TASK TO COMPLETE
Please find every line in the entries below that contains the string "before", and copy it.

MATERIAL SUPPLIED
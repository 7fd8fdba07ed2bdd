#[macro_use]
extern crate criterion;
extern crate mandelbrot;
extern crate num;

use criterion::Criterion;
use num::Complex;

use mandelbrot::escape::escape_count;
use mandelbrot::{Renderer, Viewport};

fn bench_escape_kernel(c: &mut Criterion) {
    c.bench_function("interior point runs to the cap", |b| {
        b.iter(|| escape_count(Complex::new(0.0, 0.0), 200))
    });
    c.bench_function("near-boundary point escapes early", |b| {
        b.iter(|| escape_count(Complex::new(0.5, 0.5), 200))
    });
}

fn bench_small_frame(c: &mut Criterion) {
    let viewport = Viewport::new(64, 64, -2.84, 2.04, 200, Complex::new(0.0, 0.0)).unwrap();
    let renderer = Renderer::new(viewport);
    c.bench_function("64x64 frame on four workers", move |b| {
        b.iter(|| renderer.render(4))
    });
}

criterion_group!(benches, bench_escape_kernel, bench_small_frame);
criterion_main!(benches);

...

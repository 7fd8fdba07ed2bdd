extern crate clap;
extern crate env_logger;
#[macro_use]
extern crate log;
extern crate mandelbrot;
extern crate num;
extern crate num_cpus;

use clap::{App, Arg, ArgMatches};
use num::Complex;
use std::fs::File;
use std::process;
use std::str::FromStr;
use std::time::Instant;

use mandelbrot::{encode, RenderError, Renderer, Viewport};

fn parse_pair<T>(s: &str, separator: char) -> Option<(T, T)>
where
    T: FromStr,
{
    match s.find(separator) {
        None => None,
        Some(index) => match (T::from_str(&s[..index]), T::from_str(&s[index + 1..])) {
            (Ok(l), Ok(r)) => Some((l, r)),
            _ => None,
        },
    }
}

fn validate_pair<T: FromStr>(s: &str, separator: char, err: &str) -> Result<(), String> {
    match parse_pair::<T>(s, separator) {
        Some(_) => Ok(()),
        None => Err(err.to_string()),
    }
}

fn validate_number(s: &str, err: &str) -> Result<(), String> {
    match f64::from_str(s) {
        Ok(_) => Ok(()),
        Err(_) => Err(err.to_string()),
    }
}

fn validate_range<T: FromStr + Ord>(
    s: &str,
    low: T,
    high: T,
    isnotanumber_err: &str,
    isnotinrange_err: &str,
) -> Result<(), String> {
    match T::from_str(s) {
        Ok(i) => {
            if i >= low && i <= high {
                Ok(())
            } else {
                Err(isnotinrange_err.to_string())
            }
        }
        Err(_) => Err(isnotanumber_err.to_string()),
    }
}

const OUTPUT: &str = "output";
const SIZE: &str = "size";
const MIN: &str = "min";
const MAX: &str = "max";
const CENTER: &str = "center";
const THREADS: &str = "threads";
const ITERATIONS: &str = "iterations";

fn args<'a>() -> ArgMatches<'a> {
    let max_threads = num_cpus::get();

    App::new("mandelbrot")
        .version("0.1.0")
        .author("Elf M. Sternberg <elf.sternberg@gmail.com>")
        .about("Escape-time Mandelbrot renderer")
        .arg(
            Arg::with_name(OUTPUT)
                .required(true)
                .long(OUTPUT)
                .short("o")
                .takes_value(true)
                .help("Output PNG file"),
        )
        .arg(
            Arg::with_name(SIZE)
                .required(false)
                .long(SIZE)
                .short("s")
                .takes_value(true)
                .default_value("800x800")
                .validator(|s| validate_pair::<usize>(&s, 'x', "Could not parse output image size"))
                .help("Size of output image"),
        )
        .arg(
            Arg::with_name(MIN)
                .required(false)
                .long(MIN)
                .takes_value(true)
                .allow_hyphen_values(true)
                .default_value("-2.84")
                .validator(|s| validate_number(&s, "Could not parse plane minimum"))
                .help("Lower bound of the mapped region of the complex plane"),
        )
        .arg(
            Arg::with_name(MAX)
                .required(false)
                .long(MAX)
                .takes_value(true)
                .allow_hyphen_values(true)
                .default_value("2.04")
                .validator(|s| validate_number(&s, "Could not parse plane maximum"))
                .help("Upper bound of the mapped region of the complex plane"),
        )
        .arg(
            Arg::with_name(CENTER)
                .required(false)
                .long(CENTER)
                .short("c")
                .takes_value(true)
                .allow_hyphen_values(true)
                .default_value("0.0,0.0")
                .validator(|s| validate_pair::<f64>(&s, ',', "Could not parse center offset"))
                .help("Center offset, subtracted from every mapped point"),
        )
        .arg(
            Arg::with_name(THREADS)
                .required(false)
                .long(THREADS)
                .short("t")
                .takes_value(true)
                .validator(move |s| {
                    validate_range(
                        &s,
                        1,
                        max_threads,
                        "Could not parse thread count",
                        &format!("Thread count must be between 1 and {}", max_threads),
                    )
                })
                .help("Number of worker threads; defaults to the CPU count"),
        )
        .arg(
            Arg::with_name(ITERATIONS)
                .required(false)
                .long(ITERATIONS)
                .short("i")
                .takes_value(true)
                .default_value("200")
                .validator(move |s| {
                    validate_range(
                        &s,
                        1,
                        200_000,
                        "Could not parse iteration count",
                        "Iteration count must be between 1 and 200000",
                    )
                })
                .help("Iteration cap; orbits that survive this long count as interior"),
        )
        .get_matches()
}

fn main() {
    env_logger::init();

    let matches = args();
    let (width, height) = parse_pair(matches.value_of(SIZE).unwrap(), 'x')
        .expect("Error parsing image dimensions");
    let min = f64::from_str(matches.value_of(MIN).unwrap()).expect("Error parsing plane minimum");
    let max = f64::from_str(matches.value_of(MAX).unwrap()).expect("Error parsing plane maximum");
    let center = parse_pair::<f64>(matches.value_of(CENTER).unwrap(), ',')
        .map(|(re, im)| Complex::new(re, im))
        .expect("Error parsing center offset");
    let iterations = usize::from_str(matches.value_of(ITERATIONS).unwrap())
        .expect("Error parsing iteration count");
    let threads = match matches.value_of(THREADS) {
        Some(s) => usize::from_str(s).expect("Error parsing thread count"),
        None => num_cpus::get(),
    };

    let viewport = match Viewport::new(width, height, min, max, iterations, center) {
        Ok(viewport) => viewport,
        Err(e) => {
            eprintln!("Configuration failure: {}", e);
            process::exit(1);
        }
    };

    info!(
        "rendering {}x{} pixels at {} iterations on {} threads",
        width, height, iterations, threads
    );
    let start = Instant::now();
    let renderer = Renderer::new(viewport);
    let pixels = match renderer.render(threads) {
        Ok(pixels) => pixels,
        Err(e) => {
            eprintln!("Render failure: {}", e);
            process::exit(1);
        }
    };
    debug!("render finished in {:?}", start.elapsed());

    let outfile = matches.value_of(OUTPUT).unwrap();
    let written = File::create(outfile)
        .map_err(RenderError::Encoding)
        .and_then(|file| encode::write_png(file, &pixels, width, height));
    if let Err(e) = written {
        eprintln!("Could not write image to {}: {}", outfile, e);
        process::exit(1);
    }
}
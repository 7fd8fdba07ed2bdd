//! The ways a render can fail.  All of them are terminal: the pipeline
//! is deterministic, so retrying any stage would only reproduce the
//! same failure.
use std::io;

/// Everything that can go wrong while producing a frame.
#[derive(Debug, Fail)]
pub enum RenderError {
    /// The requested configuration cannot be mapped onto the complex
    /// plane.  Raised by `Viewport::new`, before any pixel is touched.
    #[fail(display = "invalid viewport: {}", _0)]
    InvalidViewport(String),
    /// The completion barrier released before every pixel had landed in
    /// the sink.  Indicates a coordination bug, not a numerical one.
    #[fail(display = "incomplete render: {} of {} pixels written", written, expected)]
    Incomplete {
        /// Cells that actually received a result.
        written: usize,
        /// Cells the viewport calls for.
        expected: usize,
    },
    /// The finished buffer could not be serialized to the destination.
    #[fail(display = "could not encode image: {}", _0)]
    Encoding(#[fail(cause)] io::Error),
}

--

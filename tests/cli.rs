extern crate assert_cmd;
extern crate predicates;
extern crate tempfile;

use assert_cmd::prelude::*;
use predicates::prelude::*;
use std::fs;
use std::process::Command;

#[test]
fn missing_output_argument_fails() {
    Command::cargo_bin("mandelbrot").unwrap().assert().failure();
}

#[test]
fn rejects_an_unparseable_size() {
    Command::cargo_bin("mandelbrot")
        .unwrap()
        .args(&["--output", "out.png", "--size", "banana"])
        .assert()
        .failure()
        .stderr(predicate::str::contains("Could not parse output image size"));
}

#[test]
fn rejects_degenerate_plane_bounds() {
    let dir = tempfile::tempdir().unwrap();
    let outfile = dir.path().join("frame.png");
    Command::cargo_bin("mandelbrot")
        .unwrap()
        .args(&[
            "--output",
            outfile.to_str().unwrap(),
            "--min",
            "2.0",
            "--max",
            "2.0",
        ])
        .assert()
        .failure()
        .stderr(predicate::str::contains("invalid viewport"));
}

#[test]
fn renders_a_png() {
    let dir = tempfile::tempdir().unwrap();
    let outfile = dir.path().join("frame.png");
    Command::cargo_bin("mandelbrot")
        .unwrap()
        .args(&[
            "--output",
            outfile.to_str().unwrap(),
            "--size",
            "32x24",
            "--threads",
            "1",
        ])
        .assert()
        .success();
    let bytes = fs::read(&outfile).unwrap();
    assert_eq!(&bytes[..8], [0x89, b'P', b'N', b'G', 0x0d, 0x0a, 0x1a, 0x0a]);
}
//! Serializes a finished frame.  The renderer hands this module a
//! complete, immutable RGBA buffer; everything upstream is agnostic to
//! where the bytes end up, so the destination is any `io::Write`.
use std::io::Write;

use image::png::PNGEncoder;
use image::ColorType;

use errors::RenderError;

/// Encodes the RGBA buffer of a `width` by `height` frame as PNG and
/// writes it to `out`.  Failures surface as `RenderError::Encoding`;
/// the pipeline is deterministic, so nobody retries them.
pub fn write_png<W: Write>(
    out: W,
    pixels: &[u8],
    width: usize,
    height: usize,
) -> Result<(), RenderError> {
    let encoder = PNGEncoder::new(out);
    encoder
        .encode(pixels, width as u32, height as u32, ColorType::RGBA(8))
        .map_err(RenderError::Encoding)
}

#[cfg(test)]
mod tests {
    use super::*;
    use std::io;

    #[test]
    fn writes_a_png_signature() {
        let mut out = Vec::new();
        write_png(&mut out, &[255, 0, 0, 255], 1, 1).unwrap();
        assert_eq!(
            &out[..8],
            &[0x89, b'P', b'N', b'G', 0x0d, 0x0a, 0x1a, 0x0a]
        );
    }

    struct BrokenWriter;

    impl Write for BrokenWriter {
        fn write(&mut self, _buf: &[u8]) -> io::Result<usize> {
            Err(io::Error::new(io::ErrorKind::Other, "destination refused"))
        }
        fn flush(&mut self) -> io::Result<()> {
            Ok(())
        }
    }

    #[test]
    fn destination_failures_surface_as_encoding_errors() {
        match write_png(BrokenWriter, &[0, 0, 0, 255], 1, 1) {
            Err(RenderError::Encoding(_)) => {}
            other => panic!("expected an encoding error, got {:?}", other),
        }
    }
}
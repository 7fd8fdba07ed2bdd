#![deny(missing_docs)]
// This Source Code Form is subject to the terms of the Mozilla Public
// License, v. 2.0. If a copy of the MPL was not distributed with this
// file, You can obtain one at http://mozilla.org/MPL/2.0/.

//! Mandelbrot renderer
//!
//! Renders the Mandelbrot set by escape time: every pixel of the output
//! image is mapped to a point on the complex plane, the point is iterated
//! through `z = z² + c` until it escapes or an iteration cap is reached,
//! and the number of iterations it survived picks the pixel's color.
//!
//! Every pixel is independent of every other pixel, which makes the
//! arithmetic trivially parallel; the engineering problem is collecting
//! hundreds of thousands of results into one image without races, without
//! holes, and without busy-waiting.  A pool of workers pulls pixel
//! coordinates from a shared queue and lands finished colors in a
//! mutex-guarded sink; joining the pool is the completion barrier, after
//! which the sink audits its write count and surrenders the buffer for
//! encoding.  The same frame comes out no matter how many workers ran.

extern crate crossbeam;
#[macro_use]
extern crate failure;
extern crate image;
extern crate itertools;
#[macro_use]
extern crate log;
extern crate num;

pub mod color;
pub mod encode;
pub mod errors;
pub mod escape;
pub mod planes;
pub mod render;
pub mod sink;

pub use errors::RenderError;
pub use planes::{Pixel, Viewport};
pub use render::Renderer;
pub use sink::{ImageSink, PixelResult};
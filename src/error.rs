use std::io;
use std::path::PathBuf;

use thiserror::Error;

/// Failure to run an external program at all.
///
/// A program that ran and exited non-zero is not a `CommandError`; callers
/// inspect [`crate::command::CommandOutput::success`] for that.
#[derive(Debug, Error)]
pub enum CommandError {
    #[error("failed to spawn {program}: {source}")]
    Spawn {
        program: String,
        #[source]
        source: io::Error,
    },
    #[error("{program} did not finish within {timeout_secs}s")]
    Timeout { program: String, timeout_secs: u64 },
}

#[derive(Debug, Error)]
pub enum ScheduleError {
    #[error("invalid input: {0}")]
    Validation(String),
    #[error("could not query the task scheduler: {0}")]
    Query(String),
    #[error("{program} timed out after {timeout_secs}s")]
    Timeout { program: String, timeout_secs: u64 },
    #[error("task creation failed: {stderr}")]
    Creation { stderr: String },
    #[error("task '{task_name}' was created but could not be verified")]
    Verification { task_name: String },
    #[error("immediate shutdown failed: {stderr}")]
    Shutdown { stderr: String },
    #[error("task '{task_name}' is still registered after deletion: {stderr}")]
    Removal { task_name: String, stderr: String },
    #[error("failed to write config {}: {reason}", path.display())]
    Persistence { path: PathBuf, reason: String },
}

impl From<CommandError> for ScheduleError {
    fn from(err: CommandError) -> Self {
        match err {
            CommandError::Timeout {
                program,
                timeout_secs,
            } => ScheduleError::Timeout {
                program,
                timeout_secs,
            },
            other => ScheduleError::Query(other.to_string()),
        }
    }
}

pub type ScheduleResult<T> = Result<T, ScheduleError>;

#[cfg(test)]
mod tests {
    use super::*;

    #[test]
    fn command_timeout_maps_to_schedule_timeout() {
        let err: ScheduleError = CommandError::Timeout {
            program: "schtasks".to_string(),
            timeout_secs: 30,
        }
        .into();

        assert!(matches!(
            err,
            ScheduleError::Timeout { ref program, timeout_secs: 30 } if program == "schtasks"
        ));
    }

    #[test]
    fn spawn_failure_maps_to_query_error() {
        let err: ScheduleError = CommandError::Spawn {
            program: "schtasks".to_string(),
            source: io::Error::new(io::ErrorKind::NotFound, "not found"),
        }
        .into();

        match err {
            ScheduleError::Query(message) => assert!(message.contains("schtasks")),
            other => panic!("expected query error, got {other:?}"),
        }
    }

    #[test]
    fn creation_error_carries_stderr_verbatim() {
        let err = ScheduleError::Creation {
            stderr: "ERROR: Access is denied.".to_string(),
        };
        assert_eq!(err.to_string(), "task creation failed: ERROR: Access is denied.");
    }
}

TASK SOLUTION
    /// plane.  Raised by `Viewport::new`, before any pixel is touched.
    /// The completion barrier released before every pixel had landed in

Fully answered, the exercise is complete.